You know, that phase where I was all over this site and all into the idea of shoeless running. That phase when I tried to do a barefoot track workout at noon in a Southern California spring and blistered my feet so badly that I could barely walk for a week. Yeah. That phase.
The phase ended shortly after I incapacitated myself with my own stupidity. But I've always kept barefoot running in the back of my mind.
Two things happened this week that brought it once more to the forefront. First off, there was an article in Triathlete about running in minimalist shoes. Second, I went to an all-day clinic on Functional Movement Screenings, and the presenter (who, as many professional fitness clinicians are, was an asshole) made a few remarks about how humans weren't designed to run on mattresses (incidentally, he didn't look like he had done any running in the recent past).
That reminded me of how good running barefoot felt (when I wasn't rubbing all the skin off the bottoms of my feet, of course). And the biology seems to me very sound, although I suppose it really depends on your point of view. If you believe that humans were meant to run, then of course you think we should all be able to run barefoot; natural selection didn't take Nike Shox into consideration. On the other hand, if you believe that most people weren't meant to run, that it takes a specific kind of genetics and biomechanics to make a good runner, then why the heck are you on this site anyway?

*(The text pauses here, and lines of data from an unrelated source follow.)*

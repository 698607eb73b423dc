//! # Dataset Recommender Indexer
//!
//! Offline batch jobs over one data directory.
//!
//! ```text
//! catalog.json
//!     │
//!     ├──> normalized text (title + " " + description)
//!     │
//!     ├──> TfidfVectorizer (fit once or --refit) ──> tfidf_vectorizer.json
//!     │
//!     ├──> TextEmbedder (batched)
//!     │
//!     └──> EmbeddingRepository::upsert_many ──> embeddings.json
//! ```
//!
//! Jobs over the same data directory are serialized with an exclusive `jobs.lock`.

mod backfill;
mod error;
mod index_lock;
mod job;
mod stats;

pub use backfill::{run_backfill, BackfillOptions, HeuristicGenerator, MetadataGenerator};
pub use error::{IndexerError, Result};
pub use index_lock::JOB_LOCK_FILE_NAME;
pub use job::{fit_vectorizer, normalized_text, EmbedOptions, EmbeddingJob, DEFAULT_EMBED_BATCH};
pub use stats::{BackfillChange, BackfillStats, EmbedStats, FitStats, MetadataField};
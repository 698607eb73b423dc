use crate::error::Result;
use crate::scorer::{ScoredDataset, SimilarityScorer};
use datarec_catalog::CatalogReader;
use datarec_protocol::DatasetResult;
use std::sync::Arc;

/// Joins scored dataset ids back to catalog metadata.
pub struct Ranker {
    catalog: Arc<dyn CatalogReader>,
}

impl Ranker {
    pub fn new(catalog: Arc<dyn CatalogReader>) -> Self {
        Self { catalog }
    }

    /// Preserves input order. Ids that are no longer cataloged are skipped.
    pub fn resolve(&self, scored: &[ScoredDataset]) -> Result<Vec<DatasetResult>> {
        let ids: Vec<_> = scored.iter().map(|s| s.dataset_id).collect();
        let mut found = self.catalog.get_many(&ids)?;

        let mut results = Vec::with_capacity(scored.len());
        for item in scored {
            let Some(record) = found.remove(&item.dataset_id) else {
                log::warn!(
                    "Dataset {} has embeddings but no catalog record; skipping",
                    item.dataset_id
                );
                continue;
            };
            results.push(DatasetResult {
                id: record.id,
                title: record.title,
                description: record.description,
                url: record.url,
                size: record.size,
                format: record.format,
                similarity_score: item.score,
            });
        }
        Ok(results)
    }
}

/// Scorer plus ranker: query text in, ranked catalog entries out.
pub struct Recommender {
    scorer: SimilarityScorer,
    ranker: Ranker,
}

impl Recommender {
    pub fn new(scorer: SimilarityScorer, ranker: Ranker) -> Self {
        Self { scorer, ranker }
    }

    /// Ranked results, truncated to `limit` after resolution when given.
    pub fn recommend(&self, query: &str, limit: Option<usize>) -> Result<Vec<DatasetResult>> {
        let scored = self.scorer.score(query)?;
        let mut results = self.ranker.resolve(&scored).map_err(|err| {
            log::error!("Query '{query}' failed while resolving datasets: {err}");
            err
        })?;
        if let Some(limit) = limit {
            results.truncate(limit);
        }
        log::info!("Query '{query}' returned {} datasets", results.len());
        Ok(results)
    }
}
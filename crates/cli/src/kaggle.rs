//! Catalog harvesting from the Kaggle public dataset API.

use anyhow::{Context as AnyhowContext, Result};
use datarec_catalog::NewDataset;
use serde::Deserialize;
use std::collections::BTreeSet;
use std::env;
use std::path::{Path, PathBuf};
use std::time::Duration;

pub(crate) const KAGGLE_API_BASE: &str = "https://www.kaggle.com/api/v1";
pub(crate) const KAGGLE_SOURCE: &str = "Kaggle";
const KAGGLE_DATASET_URL: &str = "https://www.kaggle.com/datasets";
const REQUEST_TIMEOUT: Duration = Duration::from_secs(30);

#[derive(Clone, Deserialize, PartialEq, Eq)]
pub(crate) struct KaggleCredentials {
    pub username: String,
    pub key: String,
}

impl KaggleCredentials {
    /// `KAGGLE_USERNAME` + `KAGGLE_KEY`, else `kaggle.json` in `KAGGLE_CONFIG_DIR` or `~/.kaggle`.
    pub(crate) fn resolve() -> Result<Self> {
        if let (Ok(username), Ok(key)) = (env::var("KAGGLE_USERNAME"), env::var("KAGGLE_KEY")) {
            return Ok(Self { username, key });
        }
        let path = credentials_path().context(
            "Cannot locate kaggle.json; set KAGGLE_USERNAME and KAGGLE_KEY instead",
        )?;
        Self::from_file(&path)
    }

    pub(crate) fn from_file(path: &Path) -> Result<Self> {
        let raw = std::fs::read(path)
            .with_context(|| format!("Failed to read Kaggle credentials {}", path.display()))?;
        serde_json::from_slice(&raw)
            .with_context(|| format!("Invalid Kaggle credentials {}", path.display()))
    }
}

fn credentials_path() -> Option<PathBuf> {
    env::var_os("KAGGLE_CONFIG_DIR")
        .map(PathBuf::from)
        .or_else(|| dirs::home_dir().map(|home| home.join(".kaggle")))
        .map(|dir| dir.join("kaggle.json"))
}

#[derive(Debug, Deserialize)]
struct DatasetListing {
    #[serde(rename = "ref", default)]
    reference: Option<String>,
    #[serde(default)]
    title: Option<String>,
    #[serde(default)]
    subtitle: Option<String>,
    #[serde(rename = "totalBytes", default)]
    total_bytes: Option<u64>,
}

#[derive(Debug, Default, Deserialize)]
struct FileListing {
    #[serde(rename = "datasetFiles", alias = "files", default)]
    files: Vec<KaggleFile>,
}

#[derive(Debug, Deserialize)]
struct KaggleFile {
    name: String,
}

pub(crate) struct KaggleClient {
    client: reqwest::Client,
    base_url: String,
    credentials: KaggleCredentials,
}

impl KaggleClient {
    pub(crate) fn new(credentials: KaggleCredentials, base_url: impl Into<String>) -> Result<Self> {
        let client = reqwest::Client::builder()
            .timeout(REQUEST_TIMEOUT)
            .user_agent(concat!("datarec/", env!("CARGO_PKG_VERSION")))
            .build()
            .context("failed to build Kaggle HTTP client")?;
        Ok(Self {
            client,
            base_url: base_url.into().trim_end_matches('/').to_string(),
            credentials,
        })
    }

    async fn list_page(&self, search: &str, page: usize) -> Result<Vec<DatasetListing>> {
        let page = page.to_string();
        let listings = self
            .client
            .get(format!("{}/datasets/list", self.base_url))
            .basic_auth(&self.credentials.username, Some(&self.credentials.key))
            .query(&[("search", search), ("page", page.as_str())])
            .send()
            .await?
            .error_for_status()?
            .json()
            .await?;
        Ok(listings)
    }

    async fn list_files(&self, reference: &str) -> Result<Vec<String>> {
        let listing: FileListing = self
            .client
            .get(format!("{}/datasets/list/{reference}", self.base_url))
            .basic_auth(&self.credentials.username, Some(&self.credentials.key))
            .send()
            .await?
            .error_for_status()?
            .json()
            .await?;
        Ok(listing.files.into_iter().map(|file| file.name).collect())
    }

    /// Pages through every search term until an empty page, a failed request, or `max_pages`.
    /// Datasets without a ref or without files are skipped.
    pub(crate) async fn fetch(
        &self,
        search_terms: &[String],
        max_pages: Option<usize>,
    ) -> Vec<NewDataset> {
        let mut datasets = Vec::new();
        for term in search_terms {
            let mut page = 1;
            while max_pages.map_or(true, |max| page <= max) {
                log::info!("Fetching Kaggle datasets for '{term}', page {page}");
                let listings = match self.list_page(term, page).await {
                    Ok(listings) => listings,
                    Err(err) => {
                        log::warn!("Kaggle list for '{term}' page {page} failed: {err:#}");
                        break;
                    }
                };
                if listings.is_empty() {
                    log::info!("No more Kaggle datasets for '{term}' after page {}", page - 1);
                    break;
                }

                for listing in &listings {
                    let Some(reference) = listing
                        .reference
                        .as_deref()
                        .map(str::trim)
                        .filter(|r| !r.is_empty())
                    else {
                        log::warn!("Skipping Kaggle dataset without a ref");
                        continue;
                    };
                    let files = match self.list_files(reference).await {
                        Ok(files) => files,
                        Err(err) => {
                            log::warn!("Listing files of {reference} failed: {err:#}");
                            continue;
                        }
                    };
                    if files.is_empty() {
                        log::debug!("No files found for dataset {reference}");
                        continue;
                    }
                    datasets.push(to_new_dataset(reference, listing, &files));
                }
                page += 1;
            }
        }
        datasets
    }
}

fn to_new_dataset(reference: &str, listing: &DatasetListing, files: &[String]) -> NewDataset {
    NewDataset {
        title: listing.title.clone().unwrap_or_default(),
        description: listing.subtitle.clone().unwrap_or_default(),
        source: KAGGLE_SOURCE.to_string(),
        url: dataset_url(reference),
        size: listing.total_bytes.map(human_size).unwrap_or_default(),
        format: formats_from_files(files),
    }
}

pub(crate) fn dataset_url(reference: &str) -> String {
    format!("{KAGGLE_DATASET_URL}/{}", reference.trim_matches('/'))
}

/// Distinct lowercase file extensions, sorted and comma separated.
pub(crate) fn formats_from_files(names: &[String]) -> String {
    names
        .iter()
        .filter_map(|name| Path::new(name).extension())
        .map(|ext| ext.to_string_lossy().to_ascii_lowercase())
        .collect::<BTreeSet<_>>()
        .into_iter()
        .collect::<Vec<_>>()
        .join(", ")
}

#[allow(clippy::cast_precision_loss)]
pub(crate) fn human_size(bytes: u64) -> String {
    const UNITS: [&str; 4] = ["KB", "MB", "GB", "TB"];
    if bytes < 1024 {
        return format!("{bytes} B");
    }
    let mut value = bytes as f64 / 1024.0;
    let mut unit = UNITS[0];
    for next in UNITS.iter().skip(1).copied() {
        if value < 1024.0 {
            break;
        }
        value /= 1024.0;
        unit = next;
    }
    format!("{value:.1} {unit}")
}
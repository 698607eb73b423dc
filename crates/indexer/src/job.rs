use crate::error::{IndexerError, Result};
use crate::index_lock::acquire_job_lock;
use crate::stats::{EmbedStats, FitStats};
use datarec_catalog::{unix_now_ms, CatalogStore, DatasetRecord};
use datarec_vector_store::{
    DataLayout, EmbeddingRecord, EmbeddingRepository, TextEmbedder, TextVectorizer,
    TfidfVectorizer,
};
use std::sync::Arc;
use std::time::Instant;

pub const DEFAULT_EMBED_BATCH: usize = 32;

/// `title + " " + description` with whitespace runs collapsed to single spaces.
#[must_use]
pub fn normalized_text(record: &DatasetRecord) -> String {
    record
        .combined_text()
        .split_whitespace()
        .collect::<Vec<_>>()
        .join(" ")
}

#[derive(Debug, Clone, Copy)]
pub struct EmbedOptions {
    /// Refit the vectorizer even when fitted state exists.
    pub refit: bool,
    pub batch_size: usize,
}

impl Default for EmbedOptions {
    fn default() -> Self {
        Self {
            refit: false,
            batch_size: DEFAULT_EMBED_BATCH,
        }
    }
}

/// Fits the TF-IDF vectorizer over the whole catalog and saves it.
pub fn fit_vectorizer(catalog: &CatalogStore, layout: &DataLayout) -> Result<FitStats> {
    let _lock = acquire_job_lock(layout.root())?;
    let texts: Vec<String> = catalog.list()?.iter().map(normalized_text).collect();
    let vectorizer = TfidfVectorizer::fitted(&texts)?;
    vectorizer.save(&layout.vectorizer())?;
    Ok(FitStats {
        documents: texts.len(),
        vocabulary: vectorizer.dimension(),
    })
}

/// Recomputes both vectors for every cataloged dataset.
pub struct EmbeddingJob {
    catalog: Arc<CatalogStore>,
    store: Arc<dyn EmbeddingRepository>,
    embedder: Arc<dyn TextEmbedder>,
    layout: DataLayout,
}

impl EmbeddingJob {
    pub fn new(
        catalog: Arc<CatalogStore>,
        store: Arc<dyn EmbeddingRepository>,
        embedder: Arc<dyn TextEmbedder>,
        layout: DataLayout,
    ) -> Self {
        Self {
            catalog,
            store,
            embedder,
            layout,
        }
    }

    pub fn run(&self, options: EmbedOptions) -> Result<EmbedStats> {
        let started = Instant::now();
        let lock = acquire_job_lock(self.layout.root())?;
        let mut stats = EmbedStats {
            lock_wait_ms: lock.waited_ms(),
            ..EmbedStats::default()
        };

        let datasets = self.catalog.list()?;
        if datasets.is_empty() {
            log::warn!("Catalog is empty; nothing to embed");
            return Ok(stats);
        }
        let texts: Vec<String> = datasets.iter().map(normalized_text).collect();

        let vectorizer_path = self.layout.vectorizer();
        let vectorizer = if options.refit || !vectorizer_path.exists() {
            let vectorizer = TfidfVectorizer::fitted(&texts)?;
            vectorizer.save(&vectorizer_path)?;
            stats.refitted = true;
            vectorizer
        } else {
            TfidfVectorizer::load(&vectorizer_path)?
        };

        let lexical = texts
            .iter()
            .map(|text| vectorizer.transform(text))
            .collect::<std::result::Result<Vec<_>, _>>()?;

        let batch_size = options.batch_size.max(1);
        let mut dense = Vec::with_capacity(texts.len());
        for batch in texts.chunks(batch_size) {
            let refs: Vec<&str> = batch.iter().map(String::as_str).collect();
            let vectors = self.embedder.embed_many(&refs)?;
            if vectors.len() != refs.len() {
                return Err(IndexerError::Other(format!(
                    "embedder returned {} vectors for {} texts",
                    vectors.len(),
                    refs.len()
                )));
            }
            dense.extend(vectors);
            stats.batches += 1;
            log::debug!("Embedded {}/{} datasets", dense.len(), texts.len());
        }

        let now_ms = unix_now_ms();
        let records: Vec<EmbeddingRecord> = datasets
            .iter()
            .zip(texts)
            .zip(lexical.into_iter().zip(dense))
            .map(|((dataset, normalized_text), (lexical, dense))| EmbeddingRecord {
                dataset_id: dataset.id,
                lexical,
                dense,
                normalized_text,
                created_at_ms: now_ms,
                updated_at_ms: now_ms,
            })
            .collect();

        stats.datasets = records.len();
        stats.lexical_dim = vectorizer.dimension();
        stats.dense_dim = self.embedder.dimension();
        let counts = self.store.upsert_many(records)?;
        stats.created = counts.created;
        stats.updated = counts.updated;
        stats.time_ms = u64::try_from(started.elapsed().as_millis()).unwrap_or(u64::MAX);

        log::info!(
            "Embedded {} datasets ({} created, {} updated; lexical dim {}, dense dim {})",
            stats.datasets,
            stats.created,
            stats.updated,
            stats.lexical_dim,
            stats.dense_dim
        );
        Ok(stats)
    }
}

#[cfg(test)]
mod tests {
    use super::*;
    use datarec_catalog::NewDataset;
    use datarec_vector_store::{EmbeddingModel, InMemoryEmbeddingStore, VectorStoreError};
    use pretty_assertions::assert_eq;
    use tempfile::TempDir;

    fn seeded_catalog(layout: &DataLayout, entries: &[(&str, &str)]) -> Arc<CatalogStore> {
        let catalog = CatalogStore::open(layout.catalog()).unwrap();
        for (idx, (title, description)) in entries.iter().enumerate() {
            catalog
                .insert(NewDataset {
                    title: (*title).to_string(),
                    description: (*description).to_string(),
                    url: format!("https://example.org/{idx}/{}", title.replace(' ', "-")),
                    ..NewDataset::default()
                })
                .unwrap();
        }
        Arc::new(catalog)
    }

    #[test]
    fn normalized_text_collapses_whitespace() {
        let record = DatasetRecord {
            id: 1,
            title: "  Retail\tsales ".into(),
            description: "by\n\nstore ".into(),
            source: String::new(),
            url: "u".into(),
            size: String::new(),
            format: String::new(),
            created_at_ms: 0,
            updated_at_ms: 0,
        };
        assert_eq!(normalized_text(&record), "Retail sales by store");
    }

    #[test]
    fn first_run_fits_and_second_run_reuses_vectorizer() {
        let tmp = TempDir::new().unwrap();
        let layout = DataLayout::new(tmp.path());
        let catalog = seeded_catalog(
            &layout,
            &[
                ("Retail sales", "Monthly revenue by store"),
                ("Weather", "Hourly station readings"),
                ("Flights", "Airline delays"),
            ],
        );
        let store = Arc::new(InMemoryEmbeddingStore::new());
        let job = EmbeddingJob::new(
            catalog,
            store.clone(),
            Arc::new(EmbeddingModel::stub(8)),
            layout.clone(),
        );

        let first = job
            .run(EmbedOptions {
                refit: false,
                batch_size: 2,
            })
            .unwrap();
        assert!(first.refitted);
        assert_eq!(first.datasets, 3);
        assert_eq!(first.created, 3);
        assert_eq!(first.batches, 2);
        assert_eq!(first.dense_dim, 8);
        assert!(layout.vectorizer().exists());

        let stored = store.get(2).unwrap().expect("dataset 2 embedded");
        assert_eq!(stored.normalized_text, "Weather Hourly station readings");
        assert_eq!(stored.lexical.len(), first.lexical_dim);

        let second = job.run(EmbedOptions::default()).unwrap();
        assert!(!second.refitted);
        assert_eq!(second.updated, 3);
        assert_eq!(second.created, 0);
        assert_eq!(store.len().unwrap(), 3);
    }

    #[test]
    fn empty_catalog_is_a_no_op() {
        let tmp = TempDir::new().unwrap();
        let layout = DataLayout::new(tmp.path());
        let job = EmbeddingJob::new(
            seeded_catalog(&layout, &[]),
            Arc::new(InMemoryEmbeddingStore::new()),
            Arc::new(EmbeddingModel::stub(8)),
            layout.clone(),
        );
        let stats = job.run(EmbedOptions::default()).unwrap();
        assert_eq!(stats.datasets, 0);
        assert!(!layout.vectorizer().exists());
    }

    #[test]
    fn fit_vectorizer_rejects_catalog_without_tokens() {
        let tmp = TempDir::new().unwrap();
        let layout = DataLayout::new(tmp.path());
        let catalog = seeded_catalog(&layout, &[("a", "b")]);
        let err = fit_vectorizer(&catalog, &layout).unwrap_err();
        assert!(matches!(
            err,
            IndexerError::VectorStoreError(VectorStoreError::InvalidCorpus(_))
        ));

        let catalog = seeded_catalog(&layout, &[("Census tracts", "Population counts")]);
        let stats = fit_vectorizer(&catalog, &layout).unwrap();
        assert_eq!(stats.documents, 2);
        assert_eq!(stats.vocabulary, 4);
    }
}
use anyhow::{Context as AnyhowContext, Result};
use std::net::SocketAddr;

pub(crate) const AUTH_TOKEN_ENV: &str = "DATAREC_AUTH_TOKEN";

#[derive(Clone, Debug)]
pub(crate) struct AuthToken {
    token: String,
}

impl AuthToken {
    pub(crate) fn parse(raw: Option<&str>) -> Result<Option<Self>> {
        let Some(raw) = raw else {
            return Ok(None);
        };

        let token = raw.trim();
        if token.is_empty() {
            anyhow::bail!("auth token must be non-empty")
        }

        Ok(Some(Self {
            token: token.to_string(),
        }))
    }

    /// Flag value, else `DATAREC_AUTH_TOKEN`.
    pub(crate) fn resolve(flag: Option<&str>) -> Result<Option<Self>> {
        let env_value = std::env::var(AUTH_TOKEN_ENV).ok();
        Self::parse(flag.or(env_value.as_deref()))
    }

    pub(crate) fn matches_http_authorization_header(&self, header_value: &str) -> bool {
        // Only "Bearer <token>" is accepted.
        let header_value = header_value.trim();
        let Some(rest) = header_value.strip_prefix("Bearer ") else {
            return false;
        };
        constant_time_eq(rest.trim(), &self.token)
    }
}

pub(crate) async fn resolve_guarded_bind_addrs(
    bind: &str,
    public: bool,
) -> Result<Vec<SocketAddr>> {
    let addrs = resolve_bind_addrs(bind).await?;
    enforce_bind_guard_for_addrs(bind, &addrs, public)?;
    Ok(addrs)
}

async fn resolve_bind_addrs(bind: &str) -> Result<Vec<SocketAddr>> {
    // Tokio resolution so "localhost" works.
    let addrs: Vec<SocketAddr> = tokio::net::lookup_host(bind)
        .await
        .with_context(|| format!("Failed to resolve bind address: {bind}"))?
        .collect();

    if addrs.is_empty() {
        anyhow::bail!("Bind address resolved to zero socket addrs: {bind}")
    }
    Ok(addrs)
}

fn enforce_bind_guard_for_addrs(bind: &str, addrs: &[SocketAddr], public: bool) -> Result<()> {
    let any_non_loopback = addrs.iter().any(|addr| !addr.ip().is_loopback());
    if any_non_loopback && !public {
        anyhow::bail!(
            "Refusing to bind to non-loopback address without --public: {bind}. To expose the recommender API, pass --public and set DATAREC_AUTH_TOKEN (or --auth-token)."
        )
    }
    Ok(())
}

fn constant_time_eq(a: &str, b: &str) -> bool {
    if a.len() != b.len() {
        return false;
    }

    let mut diff: u8 = 0;
    for (x, y) in a.as_bytes().iter().zip(b.as_bytes()) {
        diff |= x ^ y;
    }
    diff == 0
}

All that to say that I've instituted Barefoot Wednesday. I had been doing my track workouts on Wednesdays, but I've moved those to Thursday so I don't have to do them alone (because they suck). Which leaves me with two cycling classes on Mondays, recovery on Tuesdays, and a serious yen for running on Wednesdays! Enter barefoot running.
I begin with an easy (shod) mile. Then I find a grassy knoll, remove my shoes, and proceed to alternate running and walking in the grass (5 x 1 minute running + 2 minutes walking). My feet are tender. They weren't too happy about all the dry, prickly, dead grasses stabbing between their toes. I even have a couple of cuts on my feet from some really sharp grass.
But you know what? Without shoes, I land perfectly on my midfoot. I don't overstride. I get better extension after my toe off. And it feels awesome; I feel like a good runner.
So I'm going to keep running barefoot. I'm going to work up to where I can run a 5k barefoot. And then maybe I'll switch to a very minimal training shoe (either one of the special "minimalist" offerings coming into the market or a lightweight trainer/racer). Or maybe you'll see me running barefoot at my next sprint tri, ahead of the rest of the pack because I didn't have to change my shoes in T2.
Also, I once ran into Barefoot Ken Bob at a race. It was the CSULB Reverse Tri. Saw him, noticed the lack of shoes and blackened toes and humongous beard. Sort of put it together from there.